Der Psalmbeter lehrt uns, die Liebe zu einem Kirchengebäude nicht zu trennen von den Herausforderungen der Gegenwart: Die Not der Gegenwart, die persönliche Not eines jeden Einzelnen und einer jeden Einzelnen, die Not einer Gemeinde und die vielen gesellschaftlichen Nöte unserer Zeit gehören hinein in den Raum der Kirche. Wir dürfen und sollen diese Nöte ausbreiten auf dem Altar Gottes. Wir dürfen und sollen mit all unserer Not Zuflucht suchen am Altar. Und wir sollen und dürfen dann für die Zuflucht all jener eintreten, die auf Frieden für ihr Leben hoffen. Wenn wir die Nöte der Gegenwart hinein nehmen in unsere Kirchen, dann erhält der Gottesdienst Bedeutung als Versammlung, Feier und Gebet der von Nöten Bedrohten und aus Nöten Bewahrten. Und wenn wir unsere Kirchentüren öffnen für die Nöte der Welt, werden von unseren Gottesdiensten Gottes heilende Kräfte hineinwirken in unseren Alltag. Darum gehören zur Liebe zum Haus Gottes auch die offenen Türen, durch welche die Not der Welt Eingang findet in den Kirchenraum und durch die Gottes heilendes Wirken hinausströmt in die Welt. Darum ist es wichtig, die Türen der Kirche hin zur Welt zu öffnen. Ich hoffe, dass künftig auch die Türen dieser Friedenskirche unter der Woche offen stehen für Menschen, die Frieden für ihr Leben suchen. Welch ein Zeugnis für die Welt wäre es, wenn Menschen die Möglichkeit hätten, während der Woche in dieser Kirche zu beten, Gott zu loben, fürbittend Kerzen für andere zu entzünden oder ganz einfach diese Kirche als einen Ort der Stille zu erfahren - als einen Ruhepunkt für ihre Seele in der Unrast des Lebens, als einen Lebensraum zum Aufatmen!

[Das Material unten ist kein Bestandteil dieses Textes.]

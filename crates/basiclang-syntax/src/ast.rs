//! Declarations: the addressable, symbol-defining nodes of a document.
//!
//! Every variant shares a [`SymbolHeader`]; the analysis layer only ever
//! needs the header, the kind, and the nested declarations.

use serde::{Deserialize, Serialize};
use std::fmt;

use crate::span::Span;

/// Visibility of a declaration.
#[derive(Debug, Clone, Copy, Default, PartialEq, Eq, Hash, Serialize, Deserialize)]
pub enum Access {
    /// Visible from other documents.
    Public,
    /// Visible only inside the declaring document. The default.
    #[default]
    Private,
}

impl fmt::Display for Access {
    fn fmt(&self, f: &mut fmt::Formatter<'_>) -> fmt::Result {
        match self {
            Self::Public => f.write_str("Public"),
            Self::Private => f.write_str("Private"),
        }
    }
}

/// Declaration variant tag.
#[derive(Debug, Clone, Copy, PartialEq, Eq, Hash, Serialize, Deserialize)]
pub enum DeclarationKind {
    /// `Class ... End Class`
    Class,
    /// `Function ... End Function`
    Function,
    /// `Sub ... End Sub`
    Subroutine,
    /// `Dim`, `Const`, or an access-qualified field.
    Variable,
}

impl DeclarationKind {
    /// The keyword that opens (and, after `End`, closes) this kind of block.
    #[must_use]
    pub const fn keyword(self) -> &'static str {
        match self {
            Self::Class => "Class",
            Self::Function => "Function",
            Self::Subroutine => "Sub",
            Self::Variable => "Dim",
        }
    }
}

impl fmt::Display for DeclarationKind {
    fn fmt(&self, f: &mut fmt::Formatter<'_>) -> fmt::Result {
        f.write_str(self.keyword())
    }
}

/// Name, visibility and location shared by every declaration.
#[derive(Debug, Clone, PartialEq, Eq, Serialize, Deserialize)]
pub struct SymbolHeader {
    /// Declared name, as written.
    pub name: String,
    /// Visibility; `Private` unless the source says otherwise.
    pub access: Access,
    /// Whole declaration, from the first header token to the end of its block.
    pub span: Span,
    /// The name token alone.
    pub name_span: Span,
}

/// A parameter of a function or subroutine.
#[derive(Debug, Clone, PartialEq, Eq, Serialize, Deserialize)]
pub struct Parameter {
    /// Parameter name.
    pub name: String,
    /// `As` type, if given.
    pub type_name: Option<String>,
    /// Location of the name.
    pub span: Span,
}

/// A symbol-defining AST node.
#[derive(Debug, Clone, PartialEq, Eq, Serialize, Deserialize)]
pub enum Declaration {
    /// A class and its members.
    Class {
        /// Shared header.
        header: SymbolHeader,
        /// Fields and methods, in source order.
        members: Vec<Declaration>,
    },
    /// A value-returning routine.
    Function {
        /// Shared header.
        header: SymbolHeader,
        /// Declared parameters.
        parameters: Vec<Parameter>,
        /// `As` return type, if given.
        return_type: Option<String>,
        /// Local `Dim` declarations.
        locals: Vec<Declaration>,
    },
    /// A routine without a return value.
    Subroutine {
        /// Shared header.
        header: SymbolHeader,
        /// Declared parameters.
        parameters: Vec<Parameter>,
        /// Local `Dim` declarations.
        locals: Vec<Declaration>,
    },
    /// A variable, constant or field.
    Variable {
        /// Shared header.
        header: SymbolHeader,
        /// `As` type, if given.
        type_name: Option<String>,
    },
}

impl Declaration {
    /// The shared header.
    #[must_use]
    pub const fn header(&self) -> &SymbolHeader {
        match self {
            Self::Class { header, .. }
            | Self::Function { header, .. }
            | Self::Subroutine { header, .. }
            | Self::Variable { header, .. } => header,
        }
    }

    /// Variant tag.
    #[must_use]
    pub const fn kind(&self) -> DeclarationKind {
        match self {
            Self::Class { .. } => DeclarationKind::Class,
            Self::Function { .. } => DeclarationKind::Function,
            Self::Subroutine { .. } => DeclarationKind::Subroutine,
            Self::Variable { .. } => DeclarationKind::Variable,
        }
    }

    /// Declared name.
    #[must_use]
    pub fn name(&self) -> &str {
        &self.header().name
    }

    /// Visibility.
    #[must_use]
    pub const fn access(&self) -> Access {
        self.header().access
    }

    /// Whole-declaration span.
    #[must_use]
    pub const fn span(&self) -> Span {
        self.header().span
    }

    /// Whether this declaration is named `name`, ignoring case.
    #[must_use]
    pub fn is_named(&self, name: &str) -> bool {
        self.name().eq_ignore_ascii_case(name)
    }

    /// Nested declarations (class members or routine locals).
    #[must_use]
    pub fn children(&self) -> &[Declaration] {
        match self {
            Self::Class { members, .. } => members,
            Self::Function { locals, .. } | Self::Subroutine { locals, .. } => locals,
            Self::Variable { .. } => &[],
        }
    }

    /// Parameters of a routine; empty for classes and variables.
    #[must_use]
    pub fn parameters(&self) -> &[Parameter] {
        match self {
            Self::Function { parameters, .. } | Self::Subroutine { parameters, .. } => parameters,
            Self::Class { .. } | Self::Variable { .. } => &[],
        }
    }

    /// Declared type: the return type of a function or the type of a variable.
    #[must_use]
    pub fn type_name(&self) -> Option<&str> {
        match self {
            Self::Function { return_type, .. } => return_type.as_deref(),
            Self::Variable { type_name, .. } => type_name.as_deref(),
            Self::Class { .. } | Self::Subroutine { .. } => None,
        }
    }
}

Menschen, die in einer Kirche Geborgenheit in der Nähe Gottes erfahren, können und dürfen sich nicht abschirmen vom Alltag der Welt mit seinen Freuden und Nöten. Darum gehören das Beten und das Tun des Gerechten so untrennbar zusammen. Der Friede, den Gott in diesem Kirchenraum unserer Seele schenkt, und der Friede in der Welt, für den wir uns einsetzen, gehören untrennbar zusammen. Die Verantwortung für Menschen, die sich in unserem Land nach Geborgenheit sehnen, gehört in den Kirchenraum. Die Verantwortung etwa für Menschen, die aus weiter Ferne zu uns gekommen sind, um hier eine neue Heimat zu finden wie in jüngster Zeit die Flüchtlinge aus Nordafrika und dem arabischen Raum. Haben auch all jene, die fliehen vor dem Unfrieden in ihrem Land, einen Platz im Haus Gottes, in der Friedenskirche?
Darin findet die Liebe zu einer Kirche seine Vollendung, dass diese Liebe den Kirchenraum zum Lebensraum für die vielen macht, die friedlos leben. Ich wünsche Ihrer Gemeinde, dass nach dieser Kircheneinweihung nicht nur Frieden in dieser Gemeinde einkehrt, sondern dass viele Menschen Ihre Kirche wirklich als eine Kirche des Friedens für sich erfahren. Amen.